= Beginning of Section =

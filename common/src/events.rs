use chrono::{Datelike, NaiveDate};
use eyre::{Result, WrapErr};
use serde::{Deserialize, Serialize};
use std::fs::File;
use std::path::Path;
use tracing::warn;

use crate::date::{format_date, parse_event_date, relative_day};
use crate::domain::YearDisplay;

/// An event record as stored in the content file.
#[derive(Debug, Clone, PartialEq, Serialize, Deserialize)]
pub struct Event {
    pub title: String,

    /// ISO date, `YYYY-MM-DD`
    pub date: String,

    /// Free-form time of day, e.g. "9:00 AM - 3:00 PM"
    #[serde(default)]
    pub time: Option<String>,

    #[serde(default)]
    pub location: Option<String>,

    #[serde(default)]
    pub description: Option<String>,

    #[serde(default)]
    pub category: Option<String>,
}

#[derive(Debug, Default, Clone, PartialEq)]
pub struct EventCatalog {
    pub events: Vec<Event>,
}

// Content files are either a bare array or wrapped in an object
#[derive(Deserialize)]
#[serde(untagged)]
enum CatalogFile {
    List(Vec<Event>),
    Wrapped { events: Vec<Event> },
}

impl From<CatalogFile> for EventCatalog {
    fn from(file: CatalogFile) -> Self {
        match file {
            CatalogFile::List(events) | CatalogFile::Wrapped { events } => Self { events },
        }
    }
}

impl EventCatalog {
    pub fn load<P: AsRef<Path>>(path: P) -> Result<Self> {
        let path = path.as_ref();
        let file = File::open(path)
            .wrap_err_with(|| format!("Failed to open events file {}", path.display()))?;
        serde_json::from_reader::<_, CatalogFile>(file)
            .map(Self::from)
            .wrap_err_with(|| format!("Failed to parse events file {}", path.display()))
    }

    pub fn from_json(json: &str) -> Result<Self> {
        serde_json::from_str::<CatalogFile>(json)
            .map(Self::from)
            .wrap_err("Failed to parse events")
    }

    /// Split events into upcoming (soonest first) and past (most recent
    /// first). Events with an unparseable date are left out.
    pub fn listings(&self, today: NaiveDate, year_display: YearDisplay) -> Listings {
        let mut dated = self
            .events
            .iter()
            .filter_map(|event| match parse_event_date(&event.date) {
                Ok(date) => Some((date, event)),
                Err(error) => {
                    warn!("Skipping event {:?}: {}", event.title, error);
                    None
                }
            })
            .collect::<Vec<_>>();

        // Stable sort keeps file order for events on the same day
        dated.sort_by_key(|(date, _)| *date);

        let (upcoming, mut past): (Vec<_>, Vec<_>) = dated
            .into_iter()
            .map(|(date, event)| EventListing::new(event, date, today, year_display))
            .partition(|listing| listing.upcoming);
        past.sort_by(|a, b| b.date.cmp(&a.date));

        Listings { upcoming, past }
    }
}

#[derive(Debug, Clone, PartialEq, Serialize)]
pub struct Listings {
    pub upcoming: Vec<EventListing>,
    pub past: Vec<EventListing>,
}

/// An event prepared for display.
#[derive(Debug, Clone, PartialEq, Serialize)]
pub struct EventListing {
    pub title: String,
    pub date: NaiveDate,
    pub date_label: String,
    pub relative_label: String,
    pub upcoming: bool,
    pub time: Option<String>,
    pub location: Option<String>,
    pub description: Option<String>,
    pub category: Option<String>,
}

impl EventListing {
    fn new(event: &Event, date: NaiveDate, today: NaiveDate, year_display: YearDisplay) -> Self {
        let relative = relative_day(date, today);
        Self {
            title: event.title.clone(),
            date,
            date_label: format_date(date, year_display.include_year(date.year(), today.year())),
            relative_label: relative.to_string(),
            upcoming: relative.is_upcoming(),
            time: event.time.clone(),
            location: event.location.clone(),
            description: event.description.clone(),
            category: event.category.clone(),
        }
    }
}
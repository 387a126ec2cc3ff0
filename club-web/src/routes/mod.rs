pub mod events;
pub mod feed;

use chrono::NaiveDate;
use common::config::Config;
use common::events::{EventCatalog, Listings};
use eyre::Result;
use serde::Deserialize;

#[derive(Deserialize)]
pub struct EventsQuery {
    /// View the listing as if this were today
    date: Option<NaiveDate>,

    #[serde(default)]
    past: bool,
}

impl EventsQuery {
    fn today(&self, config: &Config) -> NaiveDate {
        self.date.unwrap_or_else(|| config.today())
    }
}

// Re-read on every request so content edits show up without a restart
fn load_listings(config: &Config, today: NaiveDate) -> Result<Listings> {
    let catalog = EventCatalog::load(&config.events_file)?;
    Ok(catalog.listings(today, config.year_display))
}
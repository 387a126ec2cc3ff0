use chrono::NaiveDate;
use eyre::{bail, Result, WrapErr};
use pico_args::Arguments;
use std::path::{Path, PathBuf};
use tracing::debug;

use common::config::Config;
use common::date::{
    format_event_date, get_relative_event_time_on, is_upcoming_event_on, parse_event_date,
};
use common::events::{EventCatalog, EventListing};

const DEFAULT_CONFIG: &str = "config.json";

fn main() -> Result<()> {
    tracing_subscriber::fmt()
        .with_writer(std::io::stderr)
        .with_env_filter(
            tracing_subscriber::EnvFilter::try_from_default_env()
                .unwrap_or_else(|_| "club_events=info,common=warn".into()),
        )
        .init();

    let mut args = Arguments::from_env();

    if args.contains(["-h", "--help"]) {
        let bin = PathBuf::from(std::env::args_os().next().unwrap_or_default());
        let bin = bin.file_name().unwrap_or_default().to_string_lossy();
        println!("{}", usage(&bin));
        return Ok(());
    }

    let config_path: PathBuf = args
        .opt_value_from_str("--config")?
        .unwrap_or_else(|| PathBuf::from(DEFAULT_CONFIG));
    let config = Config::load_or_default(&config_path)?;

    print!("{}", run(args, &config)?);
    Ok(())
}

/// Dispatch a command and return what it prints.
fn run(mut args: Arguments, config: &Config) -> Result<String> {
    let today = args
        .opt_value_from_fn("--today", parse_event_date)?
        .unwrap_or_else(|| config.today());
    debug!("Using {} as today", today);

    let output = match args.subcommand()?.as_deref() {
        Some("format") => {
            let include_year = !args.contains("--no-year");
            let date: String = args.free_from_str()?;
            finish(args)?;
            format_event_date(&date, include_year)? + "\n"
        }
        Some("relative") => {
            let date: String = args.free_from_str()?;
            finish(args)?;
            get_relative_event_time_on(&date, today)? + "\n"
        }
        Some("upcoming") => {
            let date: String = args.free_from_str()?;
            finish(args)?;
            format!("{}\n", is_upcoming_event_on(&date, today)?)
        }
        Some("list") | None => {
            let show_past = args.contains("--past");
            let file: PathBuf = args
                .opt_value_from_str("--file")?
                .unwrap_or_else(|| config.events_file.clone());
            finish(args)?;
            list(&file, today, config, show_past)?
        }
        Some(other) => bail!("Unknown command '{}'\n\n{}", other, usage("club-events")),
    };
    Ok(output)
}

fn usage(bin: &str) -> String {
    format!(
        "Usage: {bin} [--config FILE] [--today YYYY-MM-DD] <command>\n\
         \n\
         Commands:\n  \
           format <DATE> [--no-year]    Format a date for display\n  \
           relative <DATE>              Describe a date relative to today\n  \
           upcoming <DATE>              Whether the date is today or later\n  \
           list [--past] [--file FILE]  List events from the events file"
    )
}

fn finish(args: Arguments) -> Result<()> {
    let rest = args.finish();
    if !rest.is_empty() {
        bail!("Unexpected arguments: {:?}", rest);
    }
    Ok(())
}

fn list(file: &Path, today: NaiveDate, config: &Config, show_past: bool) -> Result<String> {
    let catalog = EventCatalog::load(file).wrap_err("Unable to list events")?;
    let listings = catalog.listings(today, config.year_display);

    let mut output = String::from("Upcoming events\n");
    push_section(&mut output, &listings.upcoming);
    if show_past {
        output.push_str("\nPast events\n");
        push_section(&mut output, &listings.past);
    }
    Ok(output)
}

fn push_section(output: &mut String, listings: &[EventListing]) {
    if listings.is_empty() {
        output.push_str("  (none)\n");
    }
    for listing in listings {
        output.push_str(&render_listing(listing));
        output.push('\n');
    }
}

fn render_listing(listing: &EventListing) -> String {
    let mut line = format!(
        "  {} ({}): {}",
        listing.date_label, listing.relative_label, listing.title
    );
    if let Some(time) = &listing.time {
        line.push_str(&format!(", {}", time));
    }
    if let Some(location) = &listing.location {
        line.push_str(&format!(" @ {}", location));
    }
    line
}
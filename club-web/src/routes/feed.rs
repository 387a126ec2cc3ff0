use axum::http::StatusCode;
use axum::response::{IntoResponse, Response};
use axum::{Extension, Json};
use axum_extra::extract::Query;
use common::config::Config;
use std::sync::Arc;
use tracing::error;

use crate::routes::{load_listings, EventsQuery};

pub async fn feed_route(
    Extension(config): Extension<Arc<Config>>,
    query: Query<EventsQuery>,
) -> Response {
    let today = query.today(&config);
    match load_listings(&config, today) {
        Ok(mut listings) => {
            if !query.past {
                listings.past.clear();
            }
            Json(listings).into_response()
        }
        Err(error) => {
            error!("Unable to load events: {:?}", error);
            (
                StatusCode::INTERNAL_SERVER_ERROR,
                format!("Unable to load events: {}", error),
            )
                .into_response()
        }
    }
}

= End of Section =

PROBLEM DETAILS
Report how many lines of the preceding records include "YearDisplay". Output the number only.

WRITTEN SOLUTION
3